Return every line below in which "Records" appears.

Extracted data »
::::::::

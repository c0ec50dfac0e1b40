//! Error types for record operations against an AbraFlexi backend.

use serde_json::{Map, Value};
use thiserror::Error;

/// A single error entry reported by the server for a rejected write.
///
/// AbraFlexi returns write errors either as plain strings or as structured
/// objects carrying a `message` key plus positional context. The variant is
/// resolved once when the response body is parsed and never re-inspected
/// downstream.
#[derive(Debug, Clone, PartialEq)]
pub enum ErrorDetail {
    Message(String),
    Structured(Map<String, Value>),
}

impl ErrorDetail {
    /// Classify a raw server error entry.
    ///
    /// Strings become `Message`, objects become `Structured`. Anything else
    /// (the server should not produce it) is kept as its compact JSON text.
    pub fn from_value(value: &Value) -> Self {
        match value {
            Value::String(s) => ErrorDetail::Message(s.clone()),
            Value::Object(obj) => ErrorDetail::Structured(obj.clone()),
            other => ErrorDetail::Message(other.to_string()),
        }
    }
}

impl std::fmt::Display for ErrorDetail {
    fn fmt(&self, f: &mut std::fmt::Formatter<'_>) -> std::fmt::Result {
        match self {
            ErrorDetail::Message(msg) => write!(f, "{}", msg),
            ErrorDetail::Structured(obj) => match obj.get("message").and_then(Value::as_str) {
                Some(msg) => write!(f, "{}", msg),
                None => write!(f, "{}", Value::Object(obj.clone())),
            },
        }
    }
}

/// Errors surfaced by record operations.
#[derive(Debug, Error)]
pub enum OperationError {
    /// Field metadata could not be fetched. Callers degrade to "no
    /// validation possible"; this never blocks a list or show.
    #[error("schema for '{resource}' is unavailable: {message}")]
    SchemaUnavailable { resource: String, message: String },

    #[error("record '{id}' not found in '{resource}'")]
    RecordNotFound { resource: String, id: String },

    /// Transport failure or a response body that is not valid JSON.
    /// Terminal for the current invocation, never retried here.
    #[error("backend unreachable at {url}: {message}")]
    RemoteUnavailable { url: String, message: String },

    /// Empty create payload; carries the formatted mandatory-field list
    /// as guidance for the caller.
    #[error("no data provided for create on '{resource}'")]
    NoDataProvided {
        resource: String,
        mandatory: Vec<String>,
    },

    #[error("missing mandatory fields for '{resource}': {}", fields.join("; "))]
    MissingMandatoryFields {
        resource: String,
        fields: Vec<String>,
    },

    /// Non-success response code from a write, with the server's error
    /// entries preserved verbatim.
    #[error("server rejected the write with code {code}")]
    ServerRejected { code: u16, errors: Vec<ErrorDetail> },

    #[error("unsupported operation: {operation}")]
    UnsupportedOperation { operation: String },
}

impl OperationError {
    /// Returns the exit code for this error type.
    pub fn exit_code(&self) -> i32 {
        match self {
            Self::NoDataProvided { .. }
            | Self::MissingMandatoryFields { .. }
            | Self::ServerRejected { .. } => 1,
            Self::SchemaUnavailable { .. }
            | Self::RecordNotFound { .. }
            | Self::UnsupportedOperation { .. } => 2,
            Self::RemoteUnavailable { .. } => 3,
        }
    }
}

#[cfg(test)]
mod tests {
    use super::*;
    use serde_json::json;

    #[test]
    fn error_detail_from_string() {
        let detail = ErrorDetail::from_value(&json!("Pole 'kod' je povinné"));
        assert_eq!(detail.to_string(), "Pole 'kod' je povinné");
    }

    #[test]
    fn error_detail_from_object_with_message() {
        let detail = ErrorDetail::from_value(&json!({
            "message": "required field missing",
            "for": "kod"
        }));
        assert!(matches!(detail, ErrorDetail::Structured(_)));
        assert_eq!(detail.to_string(), "required field missing");
    }

    #[test]
    fn error_detail_from_object_without_message() {
        let detail = ErrorDetail::from_value(&json!({ "code": "ERR42" }));
        assert_eq!(detail.to_string(), r#"{"code":"ERR42"}"#);
    }

    #[test]
    fn exit_codes() {
        let err = OperationError::MissingMandatoryFields {
            resource: "faktura-vydana".into(),
            fields: vec!["kod (Code) [string]".into()],
        };
        assert_eq!(err.exit_code(), 1);

        let err = OperationError::UnsupportedOperation {
            operation: "delete".into(),
        };
        assert_eq!(err.exit_code(), 2);

        let err = OperationError::RemoteUnavailable {
            url: "https://demo.flexibee.eu".into(),
            message: "connection refused".into(),
        };
        assert_eq!(err.exit_code(), 3);
    }

    #[test]
    fn missing_mandatory_display_lists_fields() {
        let err = OperationError::MissingMandatoryFields {
            resource: "adresar".into(),
            fields: vec!["kod (Code) [string]".into(), "nazev (Name) [string]".into()],
        };
        assert_eq!(
            err.to_string(),
            "missing mandatory fields for 'adresar': kod (Code) [string]; nazev (Name) [string]"
        );
    }
}
//! Record operation orchestration.
//!
//! [`Session`] ties the schema cache and the record client together and
//! enforces the create policy: an empty payload is refused with
//! mandatory-field guidance, missing mandatory fields block the write
//! unless forced, and a forced write still carries the warnings into the
//! outcome. Each invocation is atomic; there is no retry loop and no state
//! across invocations beyond the schema cache.

use serde_json::{Map, Value};

use crate::client::{QueryParams, Record, RecordClient};
use crate::config::Config;
use crate::error::OperationError;
use crate::schema::{format_field_info, SchemaCache};

/// Option names that configure the operation itself and must never be
/// mistaken for record data when collecting ad-hoc key/value fields.
pub const RESERVED_OPTIONS: &[&str] = &[
    "columns",
    "limit",
    "start",
    "order",
    "filter",
    "detail",
    "relations",
    "includes",
    "dry-run",
    "add-row-count",
    "data",
    "force",
];

/// The three supported record operations.
#[derive(Debug, Clone, Copy, PartialEq, Eq)]
pub enum Operation {
    List,
    Show,
    Create,
}

impl Operation {
    /// Parse an operation name. Anything unrecognized is a terminal
    /// [`OperationError::UnsupportedOperation`].
    pub fn parse(s: &str) -> Result<Self, OperationError> {
        match s {
            "list" => Ok(Operation::List),
            "show" => Ok(Operation::Show),
            "create" => Ok(Operation::Create),
            other => Err(OperationError::UnsupportedOperation {
                operation: other.to_string(),
            }),
        }
    }
}

/// Structured result of any record operation, detailed enough for any
/// presentation layer to render without re-querying the backend.
#[derive(Debug, Clone, PartialEq)]
pub enum OperationOutcome {
    Records(Vec<Record>),
    Record(Record),
    Created(crate::client::CreateResult),
}

/// Input for a create: a pre-structured JSON object, or raw key/value
/// pairs collected from the command line.
#[derive(Debug, Clone)]
pub enum CreateInput {
    Json(Map<String, Value>),
    Fields(Vec<(String, String)>),
}

/// Build a create payload from ad-hoc key/value pairs, skipping reserved
/// control options.
pub fn collect_payload(pairs: &[(String, String)]) -> Map<String, Value> {
    let mut payload = Map::new();
    for (key, value) in pairs {
        if RESERVED_OPTIONS.contains(&key.as_str()) {
            continue;
        }
        payload.insert(key.clone(), Value::String(value.clone()));
    }
    payload
}

/// One configured connection to a backend: a record client plus the
/// process-lifetime schema cache.
pub struct Session {
    client: RecordClient,
    schema: SchemaCache,
}

impl Session {
    pub fn new(config: Config) -> Result<Self, OperationError> {
        Ok(Self {
            client: RecordClient::new(config.clone())?,
            schema: SchemaCache::new(config),
        })
    }

    /// Switch to a different backend or company context. Rebuilds the
    /// client and drops every cached schema.
    pub fn set_connection(&mut self, config: Config) -> Result<(), OperationError> {
        self.client = RecordClient::new(config.clone())?;
        self.schema.set_connection(config);
        Ok(())
    }

    pub fn schema(&self) -> &SchemaCache {
        &self.schema
    }

    pub fn client(&self) -> &RecordClient {
        &self.client
    }

    pub fn run_list(
        &self,
        resource: &str,
        columns: &[String],
        params: &QueryParams,
    ) -> Result<OperationOutcome, OperationError> {
        Ok(OperationOutcome::Records(
            self.client.list(resource, columns, params)?,
        ))
    }

    pub fn run_show(&self, resource: &str, id: &str) -> Result<OperationOutcome, OperationError> {
        Ok(OperationOutcome::Record(self.client.show(resource, id)?))
    }

    /// Create a record.
    ///
    /// Payload assembly and validation happen before any network write:
    /// an empty payload fails with the evidence's mandatory-field list as
    /// guidance; missing mandatory fields fail unless `force` is set, in
    /// which case the write proceeds and the warnings stay visible in the
    /// outcome. Schema discovery is best-effort - without metadata the
    /// write goes through unvalidated and the server decides.
    pub fn run_create(
        &self,
        resource: &str,
        input: CreateInput,
        dry_run: bool,
        force: bool,
    ) -> Result<OperationOutcome, OperationError> {
        let payload = match input {
            CreateInput::Json(map) => map,
            CreateInput::Fields(pairs) => collect_payload(&pairs),
        };

        if payload.is_empty() {
            let mandatory = self
                .schema
                .mandatory_fields(resource)
                .map(|fields| fields.iter().map(format_field_info).collect())
                .unwrap_or_default();
            return Err(OperationError::NoDataProvided {
                resource: resource.to_string(),
                mandatory,
            });
        }

        let missing: Vec<String> = self
            .schema
            .missing_mandatory_fields(resource, &payload)
            .map(|fields| fields.iter().map(format_field_info).collect())
            .unwrap_or_default();

        if !missing.is_empty() && !force {
            return Err(OperationError::MissingMandatoryFields {
                resource: resource.to_string(),
                fields: missing,
            });
        }

        let mut result = self.client.create(resource, &payload, dry_run)?;
        result.warnings = missing;
        Ok(OperationOutcome::Created(result))
    }
}

#[cfg(test)]
mod tests {
    use super::*;
    use serde_json::json;

    #[test]
    fn operation_parse() {
        assert_eq!(Operation::parse("list").unwrap(), Operation::List);
        assert_eq!(Operation::parse("show").unwrap(), Operation::Show);
        assert_eq!(Operation::parse("create").unwrap(), Operation::Create);
    }

    #[test]
    fn operation_parse_unknown() {
        let err = Operation::parse("delete").unwrap_err();
        match err {
            OperationError::UnsupportedOperation { operation } => {
                assert_eq!(operation, "delete");
            }
            other => panic!("expected UnsupportedOperation, got {other:?}"),
        }
    }

    #[test]
    fn collect_payload_skips_reserved_options() {
        let pairs = vec![
            ("nazev".to_string(), "Acme".to_string()),
            ("limit".to_string(), "20".to_string()),
            ("force".to_string(), "true".to_string()),
            ("kod".to_string(), "ACME".to_string()),
        ];
        let payload = collect_payload(&pairs);

        assert_eq!(payload.len(), 2);
        assert_eq!(payload["nazev"], json!("Acme"));
        assert_eq!(payload["kod"], json!("ACME"));
        assert!(!payload.contains_key("limit"));
        assert!(!payload.contains_key("force"));
    }

    #[test]
    fn collect_payload_preserves_order() {
        let pairs = vec![
            ("b".to_string(), "2".to_string()),
            ("a".to_string(), "1".to_string()),
        ];
        let payload = collect_payload(&pairs);
        let keys: Vec<&String> = payload.keys().collect();
        assert_eq!(keys, ["b", "a"]);
    }

    #[test]
    fn create_without_data_fails_before_any_network_call() {
        // Unconfigured session: if the orchestrator tried to write, the
        // client would report RemoteUnavailable instead.
        let session = Session::new(Config::default()).unwrap();
        let result = session.run_create("adresar", CreateInput::Fields(Vec::new()), false, false);

        match result {
            Err(OperationError::NoDataProvided { resource, mandatory }) => {
                assert_eq!(resource, "adresar");
                // No schema reachable, so guidance degrades to empty.
                assert!(mandatory.is_empty());
            }
            other => panic!("expected NoDataProvided, got {other:?}"),
        }
    }

    #[test]
    fn create_payload_of_only_reserved_options_counts_as_empty() {
        let session = Session::new(Config::default()).unwrap();
        let pairs = vec![
            ("limit".to_string(), "10".to_string()),
            ("dry-run".to_string(), "true".to_string()),
        ];
        let result = session.run_create("adresar", CreateInput::Fields(pairs), false, false);
        assert!(matches!(result, Err(OperationError::NoDataProvided { .. })));
    }
}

::::::::

Reply »
    Records(Vec<Record>),
        Ok(OperationOutcome::Records(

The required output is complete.